## What the task asks
Transcribe the data exactly.

## Entries shown
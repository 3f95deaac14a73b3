/// Per-player AOE loot switches.
///
/// Owned by the player's session entry in the client manager, so the record
/// disappears with the connection. Both flags start off until the player
/// opts in.
#[derive(Debug, Clone, Copy, Default, PartialEq, Eq)]
pub struct LootPreferences {
    aoe_enabled: bool,
    debug_enabled: bool,
}

impl LootPreferences {
    pub fn new() -> Self {
        Self::default()
    }

    pub fn is_enabled(&self) -> bool {
        self.aoe_enabled
    }

    pub fn set_enabled(&mut self, enabled: bool) {
        self.aoe_enabled = enabled;
    }

    /// Flips the AOE flag and returns the new value.
    pub fn toggle_enabled(&mut self) -> bool {
        self.aoe_enabled = !self.aoe_enabled;
        self.aoe_enabled
    }

    pub fn is_debug(&self) -> bool {
        self.debug_enabled
    }

    pub fn set_debug(&mut self, enabled: bool) {
        self.debug_enabled = enabled;
    }

    /// Flips the debug flag and returns the new value.
    pub fn toggle_debug(&mut self) -> bool {
        self.debug_enabled = !self.debug_enabled;
        self.debug_enabled
    }
}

## Result for this exercise
repository 3f95deaac14a73b3
/// Per-player AOE loot switches.
///
/// Owned by the player's session entry in the client manager, so the record
/// disappears with the connection. Both flags start off until the player
/// opts in.
#[derive(Debug, Clone, Copy, Default, PartialEq, Eq)]
pub struct LootPreferences {
    aoe_enabled: bool,
    debug_enabled: bool,
}

impl LootPreferences {
    pub fn new() -> Self {
        Self::default()
    }

    pub fn is_enabled(&self) -> bool {
        self.aoe_enabled
    }

    pub fn set_enabled(&mut self, enabled: bool) {
        self.aoe_enabled = enabled;
    }

    /// Flips the AOE flag and returns the new value.
    pub fn toggle_enabled(&mut self) -> bool {
        self.aoe_enabled = !self.aoe_enabled;
        self.aoe_enabled
    }

    pub fn is_debug(&self) -> bool {
        self.debug_enabled
    }

    pub fn set_debug(&mut self, enabled: bool) {
        self.debug_enabled = enabled;
    }

    /// Flips the debug flag and returns the new value.
    pub fn toggle_debug(&mut self) -> bool {
        self.debug_enabled = !self.debug_enabled;
        self.debug_enabled
    }
}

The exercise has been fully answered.